→ **Exercise instructions**
Your task is to copy every line below that contains the word "repeat".

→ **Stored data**
····················

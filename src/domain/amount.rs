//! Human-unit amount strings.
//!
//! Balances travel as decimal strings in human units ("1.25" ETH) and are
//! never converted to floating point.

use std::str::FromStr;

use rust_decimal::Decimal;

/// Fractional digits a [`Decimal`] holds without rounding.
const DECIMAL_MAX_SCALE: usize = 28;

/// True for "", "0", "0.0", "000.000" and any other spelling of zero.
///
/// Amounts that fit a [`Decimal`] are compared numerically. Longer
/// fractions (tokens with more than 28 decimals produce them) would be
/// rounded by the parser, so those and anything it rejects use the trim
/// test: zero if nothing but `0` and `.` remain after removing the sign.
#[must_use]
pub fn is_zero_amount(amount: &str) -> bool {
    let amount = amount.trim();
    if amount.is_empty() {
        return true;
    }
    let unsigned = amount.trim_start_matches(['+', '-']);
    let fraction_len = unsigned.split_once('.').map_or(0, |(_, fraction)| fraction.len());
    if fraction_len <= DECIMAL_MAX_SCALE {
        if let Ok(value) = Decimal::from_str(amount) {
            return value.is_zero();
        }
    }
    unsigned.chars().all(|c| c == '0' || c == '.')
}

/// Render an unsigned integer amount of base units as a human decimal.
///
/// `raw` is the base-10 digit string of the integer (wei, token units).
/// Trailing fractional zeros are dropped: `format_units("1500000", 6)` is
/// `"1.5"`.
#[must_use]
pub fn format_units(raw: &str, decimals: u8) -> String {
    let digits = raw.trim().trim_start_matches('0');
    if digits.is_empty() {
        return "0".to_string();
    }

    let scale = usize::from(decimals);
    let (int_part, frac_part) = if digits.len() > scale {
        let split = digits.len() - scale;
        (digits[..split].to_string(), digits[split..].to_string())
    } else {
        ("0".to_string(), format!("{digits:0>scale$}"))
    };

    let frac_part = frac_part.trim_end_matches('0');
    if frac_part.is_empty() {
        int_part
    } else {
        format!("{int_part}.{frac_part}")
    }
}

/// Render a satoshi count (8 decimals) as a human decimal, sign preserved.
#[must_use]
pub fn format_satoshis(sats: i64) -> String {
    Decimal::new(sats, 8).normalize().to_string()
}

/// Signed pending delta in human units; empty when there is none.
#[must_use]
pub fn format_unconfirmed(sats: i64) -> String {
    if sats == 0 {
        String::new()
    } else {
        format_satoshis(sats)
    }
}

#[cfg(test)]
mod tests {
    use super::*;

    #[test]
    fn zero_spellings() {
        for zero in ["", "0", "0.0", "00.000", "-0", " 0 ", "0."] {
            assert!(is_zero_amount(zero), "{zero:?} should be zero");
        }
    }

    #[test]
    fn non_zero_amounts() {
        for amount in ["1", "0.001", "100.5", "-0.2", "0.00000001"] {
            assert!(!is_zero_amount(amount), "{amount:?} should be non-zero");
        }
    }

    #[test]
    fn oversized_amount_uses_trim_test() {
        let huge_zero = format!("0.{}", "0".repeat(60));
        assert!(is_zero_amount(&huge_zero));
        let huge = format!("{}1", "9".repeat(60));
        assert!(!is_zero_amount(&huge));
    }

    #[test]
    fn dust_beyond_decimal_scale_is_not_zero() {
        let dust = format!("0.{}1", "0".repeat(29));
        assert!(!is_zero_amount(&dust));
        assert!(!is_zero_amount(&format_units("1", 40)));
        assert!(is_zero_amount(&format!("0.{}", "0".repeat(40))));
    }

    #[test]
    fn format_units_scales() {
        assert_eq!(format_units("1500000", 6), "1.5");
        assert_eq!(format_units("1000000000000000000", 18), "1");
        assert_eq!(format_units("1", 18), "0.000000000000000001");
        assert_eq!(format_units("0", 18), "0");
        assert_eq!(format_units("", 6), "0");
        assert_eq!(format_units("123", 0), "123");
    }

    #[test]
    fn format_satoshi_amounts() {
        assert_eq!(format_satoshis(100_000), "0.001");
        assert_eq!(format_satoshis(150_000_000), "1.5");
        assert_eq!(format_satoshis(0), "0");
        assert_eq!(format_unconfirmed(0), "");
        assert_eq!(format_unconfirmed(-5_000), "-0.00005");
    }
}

····················

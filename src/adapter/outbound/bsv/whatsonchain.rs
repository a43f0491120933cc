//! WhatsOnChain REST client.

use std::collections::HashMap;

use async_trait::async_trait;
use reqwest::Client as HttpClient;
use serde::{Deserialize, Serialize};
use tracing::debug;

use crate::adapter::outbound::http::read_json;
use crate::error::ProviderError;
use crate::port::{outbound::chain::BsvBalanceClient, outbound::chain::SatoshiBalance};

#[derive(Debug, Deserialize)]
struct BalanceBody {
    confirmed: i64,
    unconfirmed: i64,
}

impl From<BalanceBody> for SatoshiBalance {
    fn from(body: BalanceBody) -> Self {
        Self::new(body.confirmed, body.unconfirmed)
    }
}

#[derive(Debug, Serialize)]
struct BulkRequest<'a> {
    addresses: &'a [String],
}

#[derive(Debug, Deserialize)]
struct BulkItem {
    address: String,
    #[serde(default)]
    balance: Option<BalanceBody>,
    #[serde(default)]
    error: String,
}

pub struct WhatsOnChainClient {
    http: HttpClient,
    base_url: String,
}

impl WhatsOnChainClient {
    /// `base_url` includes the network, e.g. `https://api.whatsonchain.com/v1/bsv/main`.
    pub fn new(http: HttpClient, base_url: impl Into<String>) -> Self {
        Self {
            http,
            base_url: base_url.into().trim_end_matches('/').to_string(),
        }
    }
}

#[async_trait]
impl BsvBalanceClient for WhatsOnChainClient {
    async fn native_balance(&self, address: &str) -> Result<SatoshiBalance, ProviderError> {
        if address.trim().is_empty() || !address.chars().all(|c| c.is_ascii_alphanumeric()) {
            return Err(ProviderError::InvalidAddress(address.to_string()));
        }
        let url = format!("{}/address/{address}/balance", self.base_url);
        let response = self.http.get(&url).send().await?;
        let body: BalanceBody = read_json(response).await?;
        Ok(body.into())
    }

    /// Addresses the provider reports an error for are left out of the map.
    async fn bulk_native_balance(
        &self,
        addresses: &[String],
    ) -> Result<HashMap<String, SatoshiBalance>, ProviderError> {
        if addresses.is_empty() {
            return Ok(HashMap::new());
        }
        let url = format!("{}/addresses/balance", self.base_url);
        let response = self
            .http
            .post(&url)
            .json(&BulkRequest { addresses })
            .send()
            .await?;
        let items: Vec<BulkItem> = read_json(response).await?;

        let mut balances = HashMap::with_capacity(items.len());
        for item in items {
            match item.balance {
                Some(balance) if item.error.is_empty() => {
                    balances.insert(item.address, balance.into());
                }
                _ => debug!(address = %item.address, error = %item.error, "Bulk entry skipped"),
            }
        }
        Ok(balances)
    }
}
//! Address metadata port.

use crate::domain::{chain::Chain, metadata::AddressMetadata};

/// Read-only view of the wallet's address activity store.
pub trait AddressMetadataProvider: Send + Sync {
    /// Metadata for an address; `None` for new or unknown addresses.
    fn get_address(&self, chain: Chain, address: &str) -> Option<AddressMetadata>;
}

····················

→ **Final answer**
        let huge_zero = format!("0.{}", "0".repeat(60));
        let huge = format!("{}1", "9".repeat(60));
        let dust = format!("0.{}1", "0".repeat(29));
        assert!(is_zero_amount(&format!("0.{}", "0".repeat(40))));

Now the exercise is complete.